* [PROBLEM REQUIREMENTS]
For the listing below, output exactly the lines from the line with "assert_eq!(s.last_error, ErrorCode::Ok);" up to and including the line with "groups what happened", and no other lines.
──────── GIVEN DATA
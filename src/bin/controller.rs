//! Headless controller: launches and supervises `algo_worker`, runs the
//! control loop, and logs a status line periodically.

use std::net::{IpAddr, SocketAddr};
use std::path::PathBuf;
use std::process::ExitCode;
use std::sync::Arc;
use std::time::Duration;

use algovisor::{
    BackoffPolicy, Config, LogWriter, ReadinessSignal, RestartPolicy, RuntimeBuilder, Subscribe,
    WorkerCommand, init_logging,
};
use clap::Parser;
use tracing::{error, info, warn};

#[derive(Parser, Debug)]
#[command(name = "controller")]
#[command(about = "Supervises the compute worker and drives the control loop", long_about = None)]
struct Args {
    /// Worker address
    #[arg(long, env = "ALGOVISOR_HOST", default_value = "127.0.0.1")]
    host: IpAddr,

    /// Worker port
    #[arg(long, env = "ALGOVISOR_PORT", default_value_t = 45678)]
    port: u16,

    /// Worker executable (default: `algo_worker` next to this binary)
    #[arg(long)]
    worker: Option<PathBuf>,

    /// Extra argument passed to the worker (repeatable)
    #[arg(long = "worker-arg", allow_hyphen_values = true)]
    worker_args: Vec<String>,

    /// Readiness mechanism: `pipe` or `event:<name>`
    #[arg(long, default_value = "pipe", value_parser = parse_readiness)]
    ready: ReadinessSignal,

    #[arg(long, default_value_t = 500)]
    connect_timeout_ms: u64,

    #[arg(long, default_value_t = 3000)]
    ready_timeout_ms: u64,

    #[arg(long, default_value_t = 200)]
    heartbeat_interval_ms: u64,

    #[arg(long, default_value_t = 500)]
    heartbeat_timeout_ms: u64,

    /// Consecutive missed heartbeats before the worker is unhealthy
    #[arg(long, default_value_t = 3)]
    miss_threshold: u32,

    /// How many rounds late a pong may be and still count
    #[arg(long, default_value_t = 2)]
    pong_tolerance: u64,

    #[arg(long, default_value_t = 10)]
    max_restarts: u64,

    #[arg(long, default_value_t = 500)]
    restart_backoff_ms: u64,

    #[arg(long, default_value_t = 200.0)]
    control_rate_hz: f64,

    #[arg(long, default_value_t = 200.0)]
    sensor_rate_hz: f64,

    /// Period of the status log line; 0 disables it
    #[arg(long, default_value_t = 1000)]
    status_interval_ms: u64,

    /// Log level when RUST_LOG is not set
    #[arg(long, default_value = "info")]
    log_level: String,
}

fn parse_readiness(value: &str) -> Result<ReadinessSignal, String> {
    match value {
        "pipe" => Ok(ReadinessSignal::PipeByte),
        v => match v.strip_prefix("event:") {
            Some(name) if !name.is_empty() => Ok(ReadinessSignal::NamedEvent {
                name: name.to_string(),
            }),
            _ => Err(format!("expected `pipe` or `event:<name>`, got `{v}`")),
        },
    }
}

fn default_worker() -> PathBuf {
    let name = format!("algo_worker{}", std::env::consts::EXE_SUFFIX);
    std::env::current_exe()
        .map(|exe| exe.with_file_name(&name))
        .unwrap_or_else(|_| PathBuf::from(name))
}

impl Args {
    fn into_config(self) -> Config {
        let mut cfg = Config::default();
        cfg.worker_addr = SocketAddr::new(self.host, self.port);
        cfg.connect_timeout = Duration::from_millis(self.connect_timeout_ms);
        cfg.ready_timeout = Duration::from_millis(self.ready_timeout_ms);

        let mut args = vec![
            "--host".to_string(),
            self.host.to_string(),
            "--port".to_string(),
            self.port.to_string(),
        ];
        args.extend(self.worker_args);
        cfg.worker = WorkerCommand {
            program: self.worker.unwrap_or_else(default_worker),
            args,
            readiness: self.ready,
            ..WorkerCommand::default()
        };

        cfg.heartbeat.interval = Duration::from_millis(self.heartbeat_interval_ms);
        cfg.heartbeat.timeout = Duration::from_millis(self.heartbeat_timeout_ms);
        cfg.heartbeat.miss_threshold = self.miss_threshold;
        cfg.heartbeat.pong_tolerance = self.pong_tolerance;
        cfg.restart = RestartPolicy {
            max_restarts: self.max_restarts,
            backoff: BackoffPolicy::constant(Duration::from_millis(self.restart_backoff_ms)),
        };
        cfg.control.rate_hz = self.control_rate_hz;
        cfg.sensor_rate_hz = self.sensor_rate_hz;
        cfg
    }
}

#[tokio::main]
async fn main() -> ExitCode {
    let args = Args::parse();
    init_logging(&args.log_level);
    let status_interval = Duration::from_millis(args.status_interval_ms);
    let cfg = args.into_config();
    info!(
        worker = %cfg.worker.program.display(),
        addr = %cfg.worker_addr,
        ready = %cfg.worker.readiness.env_value(),
        "controller starting"
    );

    let runtime = RuntimeBuilder::new(cfg)
        .with_subscribers(vec![Arc::new(LogWriter) as Arc<dyn Subscribe>])
        .build();
    runtime.start();

    let signal = algovisor::wait_for_shutdown_signal();
    tokio::pin!(signal);
    let mut ticker = (!status_interval.is_zero()).then(|| tokio::time::interval(status_interval));

    let code = loop {
        tokio::select! {
            res = &mut signal => {
                match res {
                    Ok(name) => {
                        info!(signal = name, "shutdown requested");
                        break ExitCode::SUCCESS;
                    }
                    Err(e) => {
                        error!(error = %e, "cannot install signal handlers");
                        break ExitCode::FAILURE;
                    }
                }
            }
            _ = async {
                match ticker.as_mut() {
                    Some(t) => { t.tick().await; }
                    None => std::future::pending::<()>().await,
                }
            } => {
                let s = runtime.status();
                let line = format!(
                    "state={} health={} error={} seq={} rtt_ms={:.2} timeouts={} restarts={} cmd={:.4} pos={:.4}",
                    s.system_state.as_str(),
                    s.algo_health.as_str(),
                    s.last_error.code(),
                    s.sensor_seq,
                    s.heartbeat_rtt_ms,
                    s.heartbeat_timeouts,
                    s.algo_restarts,
                    s.last_command,
                    s.actuator_position,
                );
                if s.system_state == algovisor::SystemState::Degraded {
                    warn!("{line}");
                } else {
                    info!("{line}");
                }
            }
        }
    };

    runtime.stop().await;
    info!("controller stopped");
    code
}
//! # Shared system status.
//!
//! [`SystemStatus`] is the single externally visible snapshot. The runtime
//! and the control loop write disjoint fields through [`StatusSink::modify`];
//! readers receive whole copies.
//!
//! ## Rules
//! - One lock guards the whole struct; a read never mixes fields from two writes.
//! - References are never handed out across tasks, only copies.

use std::fmt;
use std::sync::{Mutex, MutexGuard};

/// Externally visible lifecycle of the controller.
#[derive(Debug, Clone, Copy, PartialEq, Eq, Default)]
pub enum SystemState {
    #[default]
    Starting,
    Running,
    Degraded,
    Stopping,
    Stopped,
}

impl SystemState {
    pub fn as_str(self) -> &'static str {
        match self {
            SystemState::Starting => "starting",
            SystemState::Running => "running",
            SystemState::Degraded => "degraded",
            SystemState::Stopping => "stopping",
            SystemState::Stopped => "stopped",
        }
    }
}

/// Health of the worker as judged by the runtime.
#[derive(Debug, Clone, Copy, PartialEq, Eq, Default)]
pub enum AlgoHealth {
    #[default]
    Unknown,
    Healthy,
    Unhealthy,
    Disconnected,
}

impl AlgoHealth {
    pub fn as_str(self) -> &'static str {
        match self {
            AlgoHealth::Unknown => "unknown",
            AlgoHealth::Healthy => "healthy",
            AlgoHealth::Unhealthy => "unhealthy",
            AlgoHealth::Disconnected => "disconnected",
        }
    }
}

/// Last error reported to the presentation layer. Numeric values are stable.
#[derive(Debug, Clone, Copy, PartialEq, Eq, Default)]
#[repr(u32)]
pub enum ErrorCode {
    #[default]
    Ok = 0,
    ConfigLoadFailed = 1000,
    IpcConnectFailed = 2000,
    HeartbeatTimeout = 2100,
    AlgoCrashed = 2200,
    RestartLimitExceeded = 2300,
    SafetyLimitExceeded = 3000,
    ManualEStop = 3100,
}

impl ErrorCode {
    pub fn code(self) -> u32 {
        self as u32
    }

    pub fn as_str(self) -> &'static str {
        match self {
            ErrorCode::Ok => "ok",
            ErrorCode::ConfigLoadFailed => "config_load_failed",
            ErrorCode::IpcConnectFailed => "ipc_connect_failed",
            ErrorCode::HeartbeatTimeout => "heartbeat_timeout",
            ErrorCode::AlgoCrashed => "algo_crashed",
            ErrorCode::RestartLimitExceeded => "restart_limit_exceeded",
            ErrorCode::SafetyLimitExceeded => "safety_limit_exceeded",
            ErrorCode::ManualEStop => "manual_estop",
        }
    }
}

impl fmt::Display for ErrorCode {
    fn fmt(&self, f: &mut fmt::Formatter<'_>) -> fmt::Result {
        write!(f, "{}({})", self.as_str(), self.code())
    }
}

/// Full status snapshot.
#[derive(Debug, Clone, PartialEq, Default)]
pub struct SystemStatus {
    pub system_state: SystemState,
    pub algo_health: AlgoHealth,
    pub last_error: ErrorCode,
    pub last_error_message: String,

    pub sensor_seq: u64,
    pub sensor_rate_hz: f64,
    pub sensor_missed_deadlines: u64,
    pub control_loop_hz: f64,

    pub heartbeat_rtt_ms: f64,
    pub heartbeat_timeouts: u64,
    pub algo_restarts: u64,

    pub last_command: f64,
    pub actuator_position: f64,
    pub actuator_velocity: f64,
    pub algo_latency_ms: f64,
}

/// Where status snapshots are written and read.
pub trait StatusSink: Send + Sync + 'static {
    /// Replaces the whole snapshot.
    fn update(&self, status: SystemStatus);

    /// Copy of the current snapshot.
    fn read(&self) -> SystemStatus;

    /// Read-modify-write under one lock.
    fn modify(&self, f: &mut dyn FnMut(&mut SystemStatus));
}

/// In-memory [`StatusSink`].
#[derive(Debug, Default)]
pub struct StatusStore {
    inner: Mutex<SystemStatus>,
}

impl StatusStore {
    pub fn new() -> Self {
        Self::default()
    }

    fn lock(&self) -> MutexGuard<'_, SystemStatus> {
        self.inner.lock().unwrap_or_else(|p| p.into_inner())
    }
}

impl StatusSink for StatusStore {
    fn update(&self, status: SystemStatus) {
        *self.lock() = status;
    }

    fn read(&self) -> SystemStatus {
        self.lock().clone()
    }

    fn modify(&self, f: &mut dyn FnMut(&mut SystemStatus)) {
        f(&mut self.lock());
    }
}

#[cfg(test)]
mod tests {
    use super::*;
    use std::sync::Arc;

    #[test]
    fn starts_in_starting_state() {
        let store = StatusStore::new();
        let s = store.read();
        assert_eq!(s.system_state, SystemState::Starting);
        assert_eq!(s.algo_health, AlgoHealth::Unknown);
        assert_eq!(s.last_error, ErrorCode::Ok);
    }

    #[test]
    fn error_codes_are_stable() {
        assert_eq!(ErrorCode::IpcConnectFailed.code(), 2000);
        assert_eq!(ErrorCode::HeartbeatTimeout.code(), 2100);
        assert_eq!(ErrorCode::ManualEStop.code(), 3100);
        assert_eq!(ErrorCode::HeartbeatTimeout.to_string(), "heartbeat_timeout(2100)");
    }

    #[test]
    fn concurrent_modifies_keep_disjoint_fields() {
        let store = Arc::new(StatusStore::new());
        let a = {
            let store = Arc::clone(&store);
            std::thread::spawn(move || {
                for i in 0..1000 {
                    store.modify(&mut |s| s.sensor_seq = i);
                }
            })
        };
        let b = {
            let store = Arc::clone(&store);
            std::thread::spawn(move || {
                for i in 0..1000 {
                    store.modify(&mut |s| s.algo_restarts = i);
                }
            })
        };
        a.join().unwrap();
        b.join().unwrap();

        let s = store.read();
        assert_eq!(s.sensor_seq, 999);
        assert_eq!(s.algo_restarts, 999);
    }
}
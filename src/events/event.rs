//! # Events emitted by the supervision core.
//!
//! [`EventKind`] groups what happened into four families:
//! - **Worker lifecycle**: launch, readiness, connect, restart, terminate
//! - **Heartbeat**: misses, late pongs, health lost/restored
//! - **Control/runtime**: control loop start/stop, externally visible state changes
//! - **Subscriber plumbing**: overflow and panics of observers
//!
//! [`Event`] carries a global sequence number, a wall-clock timestamp for
//! logs, and optional metadata depending on the kind.
//!
//! ## Example
//! ```rust
//! use std::time::Duration;
//! use algovisor::{Event, EventKind};
//!
//! let ev = Event::new(EventKind::RestartScheduled)
//!     .with_attempt(2)
//!     .with_delay(Duration::from_millis(500))
//!     .with_reason("heartbeat lost");
//!
//! assert_eq!(ev.kind, EventKind::RestartScheduled);
//! assert_eq!(ev.delay_ms, Some(500));
//! ```

use std::net::SocketAddr;
use std::sync::Arc;
use std::sync::atomic::{AtomicU64, Ordering as AtomicOrdering};
use std::time::{Duration, SystemTime};

use crate::status::{AlgoHealth, ErrorCode, SystemState};

static EVENT_SEQ: AtomicU64 = AtomicU64::new(0);

/// Classification of runtime events.
#[derive(Debug, Clone, Copy, PartialEq, Eq)]
pub enum EventKind {
    // === Worker lifecycle ===
    /// Worker executable is being spawned.
    ///
    /// Sets: `reason` (program path).
    WorkerLaunching,

    /// Readiness handshake completed.
    ///
    /// Sets: `pid`.
    WorkerReady,

    /// Spawn or handshake failed.
    ///
    /// Sets: `reason` (error label and message), `timeout_ms` for handshake timeouts.
    WorkerStartFailed,

    /// Transport connected to the worker.
    ///
    /// Sets: `addr`.
    WorkerConnected,

    /// Connect attempt failed (before or after starting a process).
    ///
    /// Sets: `addr`, `timeout_ms`.
    WorkerConnectFailed,

    /// Child process exited without being asked to.
    ///
    /// Sets: `pid`, `reason` (exit status).
    WorkerExited,

    /// Child process was killed and reaped.
    ///
    /// Sets: `pid`.
    WorkerTerminated,

    /// A restart is about to sleep its backoff.
    ///
    /// Sets: `attempt` (restart number about to be made), `delay_ms`.
    RestartScheduled,

    /// Restart completed and the transport is connected again.
    ///
    /// Sets: `attempt` (new restart count).
    RestartSucceeded,

    /// Restart attempt failed; the count is unchanged.
    ///
    /// Sets: `attempt`, `reason`.
    RestartFailed,

    /// Restart refused because the budget is spent.
    ///
    /// Sets: `attempt` (current count), `reason`.
    RestartLimitReached,

    // === Heartbeat ===
    /// No acceptable pong within the heartbeat timeout.
    ///
    /// Sets: `heartbeat_seq`, `misses` (consecutive).
    HeartbeatMissed,

    /// Pong accepted that answered an earlier ping.
    ///
    /// Sets: `heartbeat_seq` (echoed), `reason` (lag in rounds).
    PongLate,

    /// Consecutive misses reached the threshold, or the link dropped.
    ///
    /// Sets: `misses`.
    HealthLost,

    /// First accepted pong after being unhealthy.
    ///
    /// Sets: `heartbeat_seq`.
    HealthRestored,

    // === Control / runtime ===
    /// Control loop task spawned.
    ControlLoopStarted,

    /// Control loop task joined.
    ControlLoopStopped,

    /// Externally visible status triple changed.
    ///
    /// Sets: `state`, `health`, `error`, optional `reason`.
    StateChanged,

    /// Shutdown requested (OS signal or explicit stop).
    ShutdownRequested,

    // === Subscriber plumbing ===
    /// Subscriber dropped an event (queue full or worker closed).
    ///
    /// Sets: `reason`.
    SubscriberOverflow,

    /// Subscriber panicked while handling an event.
    ///
    /// Sets: `reason` (panic info).
    SubscriberPanicked,
}

/// Runtime event with optional metadata.
#[derive(Debug, Clone)]
pub struct Event {
    /// Globally unique, monotonically increasing sequence number.
    pub seq: u64,
    /// Wall-clock timestamp, for logs only.
    pub at: SystemTime,
    pub kind: EventKind,

    pub reason: Option<Arc<str>>,
    /// Restart counter related to the event.
    pub attempt: Option<u64>,
    pub delay_ms: Option<u32>,
    pub timeout_ms: Option<u32>,
    pub heartbeat_seq: Option<u64>,
    pub misses: Option<u32>,
    pub pid: Option<u32>,
    pub addr: Option<SocketAddr>,
    pub state: Option<SystemState>,
    pub health: Option<AlgoHealth>,
    pub error: Option<ErrorCode>,
}

fn clamp_ms(d: Duration) -> u32 {
    d.as_millis().min(u128::from(u32::MAX)) as u32
}

impl Event {
    pub fn new(kind: EventKind) -> Self {
        Self {
            seq: EVENT_SEQ.fetch_add(1, AtomicOrdering::Relaxed),
            at: SystemTime::now(),
            kind,
            reason: None,
            attempt: None,
            delay_ms: None,
            timeout_ms: None,
            heartbeat_seq: None,
            misses: None,
            pid: None,
            addr: None,
            state: None,
            health: None,
            error: None,
        }
    }

    #[inline]
    pub fn with_reason(mut self, reason: impl Into<Arc<str>>) -> Self {
        self.reason = Some(reason.into());
        self
    }

    #[inline]
    pub fn with_attempt(mut self, n: u64) -> Self {
        self.attempt = Some(n);
        self
    }

    /// Stored as milliseconds.
    #[inline]
    pub fn with_delay(mut self, d: Duration) -> Self {
        self.delay_ms = Some(clamp_ms(d));
        self
    }

    /// Stored as milliseconds.
    #[inline]
    pub fn with_timeout(mut self, d: Duration) -> Self {
        self.timeout_ms = Some(clamp_ms(d));
        self
    }

    #[inline]
    pub fn with_heartbeat_seq(mut self, seq: u64) -> Self {
        self.heartbeat_seq = Some(seq);
        self
    }

    #[inline]
    pub fn with_misses(mut self, misses: u32) -> Self {
        self.misses = Some(misses);
        self
    }

    #[inline]
    pub fn with_pid(mut self, pid: Option<u32>) -> Self {
        self.pid = pid;
        self
    }

    #[inline]
    pub fn with_addr(mut self, addr: SocketAddr) -> Self {
        self.addr = Some(addr);
        self
    }

    /// Attaches the externally visible status triple.
    #[inline]
    pub fn with_status(mut self, state: SystemState, health: AlgoHealth, error: ErrorCode) -> Self {
        self.state = Some(state);
        self.health = Some(health);
        self.error = Some(error);
        self
    }

    #[inline]
    pub fn subscriber_overflow(subscriber: &'static str, reason: &'static str) -> Self {
        Event::new(EventKind::SubscriberOverflow)
            .with_reason(format!("subscriber={subscriber} reason={reason}"))
    }

    #[inline]
    pub fn subscriber_panicked(subscriber: &'static str, info: String) -> Self {
        Event::new(EventKind::SubscriberPanicked)
            .with_reason(format!("subscriber={subscriber} panic={info}"))
    }

    /// Subscriber plumbing events are not re-fanned to subscribers.
    #[inline]
    pub fn is_subscriber_internal(&self) -> bool {
        matches!(
            self.kind,
            EventKind::SubscriberOverflow | EventKind::SubscriberPanicked
        )
    }
}

#[cfg(test)]
mod tests {
    use super::*;

    #[test]
    fn sequence_numbers_increase() {
        let a = Event::new(EventKind::WorkerReady);
        let b = Event::new(EventKind::WorkerReady);
        assert!(b.seq > a.seq);
    }

    #[test]
    fn long_durations_saturate() {
        let ev = Event::new(EventKind::RestartScheduled).with_delay(Duration::from_secs(u64::MAX));
        assert_eq!(ev.delay_ms, Some(u32::MAX));
    }

    #[test]
    fn status_triple_is_attached() {
        let ev = Event::new(EventKind::StateChanged).with_status(
            SystemState::Degraded,
            AlgoHealth::Disconnected,
            ErrorCode::IpcConnectFailed,
        );
        assert_eq!(ev.state, Some(SystemState::Degraded));
        assert_eq!(ev.error, Some(ErrorCode::IpcConnectFailed));
        assert!(!ev.is_subscriber_internal());
    }
}
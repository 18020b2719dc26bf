//! # Event bus.
//!
//! [`Bus`] wraps [`tokio::sync::broadcast`]. Components publish without
//! awaiting; the runtime's listener forwards everything to the
//! [`SubscriberSet`](crate::subscribers::SubscriberSet).
//!
//! ```text
//!  ProcessManager ──┐
//!  HeartbeatMonitor ┼──► Bus ──► listener ──► SubscriberSet ──► LogWriter, ...
//!  ControlLoop ─────┤
//!  ControllerRuntime┘
//! ```
//!
//! ## Rules
//! - `publish()` never blocks and never fails; with no receivers the event is dropped.
//! - Capacity is one shared ring; lagging receivers skip the oldest events.

use tokio::sync::broadcast;

use super::event::Event;

/// Cloneable handle to the broadcast channel.
#[derive(Clone, Debug)]
pub struct Bus {
    tx: broadcast::Sender<Event>,
}

impl Bus {
    /// Creates a bus; capacity is clamped to at least 1.
    pub fn new(capacity: usize) -> Self {
        let (tx, _rx) = broadcast::channel::<Event>(capacity.max(1));
        Self { tx }
    }

    pub fn publish(&self, ev: Event) {
        let _ = self.tx.send(ev);
    }

    /// Receiver that observes events published after this call.
    pub fn subscribe(&self) -> broadcast::Receiver<Event> {
        self.tx.subscribe()
    }
}

impl Default for Bus {
    fn default() -> Self {
        Self::new(1024)
    }
}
────────────────
* [REPLY]
        assert_eq!(s.last_error, ErrorCode::Ok);
    }

    #[test]
    fn error_codes_are_stable() {
        assert_eq!(ErrorCode::IpcConnectFailed.code(), 2000);
        assert_eq!(ErrorCode::HeartbeatTimeout.code(), 2100);
        assert_eq!(ErrorCode::ManualEStop.code(), 3100);
        assert_eq!(ErrorCode::HeartbeatTimeout.to_string(), "heartbeat_timeout(2100)");
    }

    #[test]
    fn concurrent_modifies_keep_disjoint_fields() {
        let store = Arc::new(StatusStore::new());
        let a = {
            let store = Arc::clone(&store);
            std::thread::spawn(move || {
                for i in 0..1000 {
                    store.modify(&mut |s| s.sensor_seq = i);
                }
            })
        };
        let b = {
            let store = Arc::clone(&store);
            std::thread::spawn(move || {
                for i in 0..1000 {
                    store.modify(&mut |s| s.algo_restarts = i);
                }
            })
        };
        a.join().unwrap();
        b.join().unwrap();

        let s = store.read();
        assert_eq!(s.sensor_seq, 999);
        assert_eq!(s.algo_restarts, 999);
    }
}
filename src/events/event.rs
//! # Events emitted by the supervision core.
//!
//! [`EventKind`] groups what happened into four families:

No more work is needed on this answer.